I am doing very well. I am at my apartment on the Upper West Side of Manhattan.

What’s on your schedule right now?
Writing lots of music (as usual): a string quartet for the Ying Quartet, a piano quintet for the Lark Quartet and pianist Jeremy Denk, and a large dramatic oratorio called The Blizzard Voices for Opera Omaha. And keeping up with my academic obligations as University Professor at Adelphi University.

What’s your view on the music scene at present? Is there a crisis?
It’s the best of times and the worst of times. We know about the practical and financial problems in the scene, so no there’s no need to rehearse those here. But it is an exciting, healthy time in terms of standards for music composition and performance, which are very strong. And there is a lot of wonderful, diverse activity in American music. This is true in New York City, of course, but it’s happening really all over the U.S. The more I travel around, the more I am impressed that this country is so remarkably full of surprises.

What does the term „new“ mean to you in connection with music?
“New” means literally contemporary, hot off the press, or recently so. In this post-post-modern, post-everything cultural landscape, I cannot automatically interpret the word in any but the most neutral, literal sense.

How do you see the relationship between sound and composition?

If I understand your question, I would say that in general what a composer composes should be heard deeply and intelligibly by the audience. Furthermore, ideally, the music should be comprehended in a cognitively significant sense. Such games  as Augenmusik bore me, as does most “conceptual” music. Personally and professionally, I am essentially practical.

How strictly do you separate improvising and composing?
I don’t separate them at all: the process of composition is really just an incredibly slowed-down process of improvisation in which the creator has  the opportunity to discard what does not work and to preserve and improve upon what does indeed work --- in notational form.

How would you define the term “interpretation”?
One way the dictionary defines interpretation is as “a particular adaptation or version of a work, method, or style.“ As a composer, I am less concerned with the interpretation of a work, and much more focused on the work itself. A composer is inclined naturally toward Platonism, a belief that there exists an ideal of a particular composition and that the various performances or interpretations of that work, no matter how expert, are inevitably imperfect reflections of that ideal.

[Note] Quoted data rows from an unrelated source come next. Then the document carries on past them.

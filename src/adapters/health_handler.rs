//! Service descriptor and health endpoints

use axum::response::IntoResponse;
use axum::Json;
use serde_json::json;

/// GET / - describe the service and its endpoints
pub async fn service_info() -> impl IntoResponse {
    Json(json!({
        "service": "ForexAI Trading Agent",
        "version": env!("CARGO_PKG_VERSION"),
        "status": "running",
        "endpoints": {
            "health": "/ping",
            "chat": "POST /invocations",
            "stream": "POST /analyze",
            "plan": "POST /plan",
            "history": "GET|DELETE /history",
        },
    }))
}

/// GET /ping - liveness check
pub async fn ping() -> impl IntoResponse {
    Json(json!({
        "status": "Healthy",
        "timestamp": chrono::Utc::now().to_rfc3339(),
    }))
}

#[cfg(test)]
mod tests {
    use super::*;
    use axum::http::StatusCode;
    use axum::response::IntoResponse;

    #[tokio::test]
    async fn ping_returns_ok() {
        let response = ping().await.into_response();
        assert_eq!(response.status(), StatusCode::OK);
    }

    #[tokio::test]
    async fn service_info_returns_ok() {
        let response = service_info().await.into_response();
        assert_eq!(response.status(), StatusCode::OK);
    }
}
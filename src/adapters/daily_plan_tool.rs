//! Tool that saves the finished daily trading plan
//!
//! Every outcome, including bad input and a failed database write, comes
//! back as a structured payload so the calling model can report the status
//! instead of the pipeline dying.

use async_trait::async_trait;
use schemars::{schema_for, JsonSchema};
use serde::{Deserialize, Serialize};
use serde_json::{json, Value};
use std::sync::Arc;
use tracing::{info, warn};

use crate::adapters::tool_handler::FunctionTool;
use crate::domain::{Tool, ToolError};
use crate::persistence::PlanSink;

/// Market bias carried by a daily plan
#[derive(Debug, Clone, Copy, PartialEq, Eq, Serialize, Deserialize, JsonSchema)]
#[serde(rename_all = "UPPERCASE")]
pub enum Bias {
    Bullish,
    Bearish,
    Neutral,
}

impl std::fmt::Display for Bias {
    fn fmt(&self, f: &mut std::fmt::Formatter<'_>) -> std::fmt::Result {
        match self {
            Bias::Bullish => write!(f, "BULLISH"),
            Bias::Bearish => write!(f, "BEARISH"),
            Bias::Neutral => write!(f, "NEUTRAL"),
        }
    }
}

/// Input accepted by `save_daily_plan`
#[derive(Debug, Deserialize, JsonSchema)]
pub struct SaveDailyPlanArgs {
    /// Market bias for the day
    pub bias: Bias,
    /// Key support/resistance price levels
    pub levels: Vec<f64>,
    /// Reasoning behind the bias and levels
    pub reasoning: String,
}

/// Persists the generated trading plan
pub struct SaveDailyPlanTool {
    sink: Arc<dyn PlanSink>,
}

impl SaveDailyPlanTool {
    /// Tool name as advertised to agents
    pub const NAME: &'static str = "save_daily_plan";

    /// Create the tool over a plan sink
    pub fn new(sink: Arc<dyn PlanSink>) -> Self {
        Self { sink }
    }
}

#[async_trait]
impl FunctionTool for SaveDailyPlanTool {
    fn definition(&self) -> Tool {
        let schema = serde_json::to_value(schema_for!(SaveDailyPlanArgs))
            .unwrap_or_else(|_| json!({"type": "object"}));
        Tool {
            name: Self::NAME.to_string(),
            description: "Saves the generated trading plan to the PostgreSQL database."
                .to_string(),
            input_schema: schema,
        }
    }

    async fn execute(&self, args: Value) -> Result<Value, ToolError> {
        let args: SaveDailyPlanArgs = match serde_json::from_value(args) {
            Ok(args) => args,
            Err(e) => {
                return Ok(json!({
                    "status": "error",
                    "error_message": format!("Invalid plan payload: {}", e),
                }));
            }
        };

        match self
            .sink
            .save(&args.bias.to_string(), &args.levels, &args.reasoning)
            .await
        {
            Ok(id) => {
                info!(id, bias = %args.bias, "Daily plan saved");
                Ok(json!({
                    "status": "success",
                    "message": format!("Plan saved with ID: {}", id),
                    "id": id,
                }))
            }
            Err(e) => {
                warn!("Failed to save daily plan: {}", e);
                Ok(json!({
                    "status": "error",
                    "error_message": e.to_string(),
                }))
            }
        }
    }
}

#[cfg(test)]
mod tests {
    use super::*;

    struct ScriptedSink {
        result: Result<i64, String>,
    }

    #[async_trait]
    impl PlanSink for ScriptedSink {
        async fn save(&self, _bias: &str, _levels: &[f64], _reasoning: &str) -> anyhow::Result<i64> {
            match &self.result {
                Ok(id) => Ok(*id),
                Err(msg) => anyhow::bail!("{}", msg),
            }
        }
    }

    #[tokio::test]
    async fn successful_save_returns_identifier() {
        let tool = SaveDailyPlanTool::new(Arc::new(ScriptedSink { result: Ok(42) }));
        let result = tool
            .execute(json!({
                "bias": "BULLISH",
                "levels": [1.0850, 1.0900, 1.0955],
                "reasoning": "Higher highs above the daily pivot"
            }))
            .await
            .unwrap();
        assert_eq!(result["status"], "success");
        assert_eq!(result["id"], 42);
    }

    #[tokio::test]
    async fn failed_write_becomes_a_failure_payload() {
        let tool = SaveDailyPlanTool::new(Arc::new(ScriptedSink {
            result: Err("connection refused".to_string()),
        }));
        let result = tool
            .execute(json!({
                "bias": "NEUTRAL",
                "levels": [1.1],
                "reasoning": "Range-bound"
            }))
            .await
            .unwrap();
        assert_eq!(result["status"], "error");
        assert!(result["error_message"]
            .as_str()
            .unwrap()
            .contains("connection refused"));
    }

    #[tokio::test]
    async fn invalid_bias_is_rejected_without_a_write() {
        let tool = SaveDailyPlanTool::new(Arc::new(ScriptedSink { result: Ok(1) }));
        let result = tool
            .execute(json!({
                "bias": "SIDEWAYS",
                "levels": [1.1],
                "reasoning": "?"
            }))
            .await
            .unwrap();
        assert_eq!(result["status"], "error");
        assert!(!result["error_message"].as_str().unwrap().is_empty());
    }
}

Harmony? Dissonance? The freedom to choose both, none or just one?
Your question puzzles me as it seems to suggest that these two terms are antinomies and perhaps even mutually exclusive in musical discourse. Quite a few prominent-in-their-time 20th Century composers ignored harmonic control as a significant aspect of their compositional process, and some even defined it as a foundation of their aesthetic. A welcome and important development in my lifetime has been the renewed acknowledgement of harmonic control as a crucial aspect of Western music and a resurgence of  interest in mastering and using it effectively. It’s certainly very much on my own mind. Dissonance is as necessary to musical expression as consonance; in fact they are indispensably complementary qualities in Western Music. The intelligent interplay between the apparently infinite gradations and nuances of relative consonance and dissonance lives at the very heart of masterly, compelling harmonic control.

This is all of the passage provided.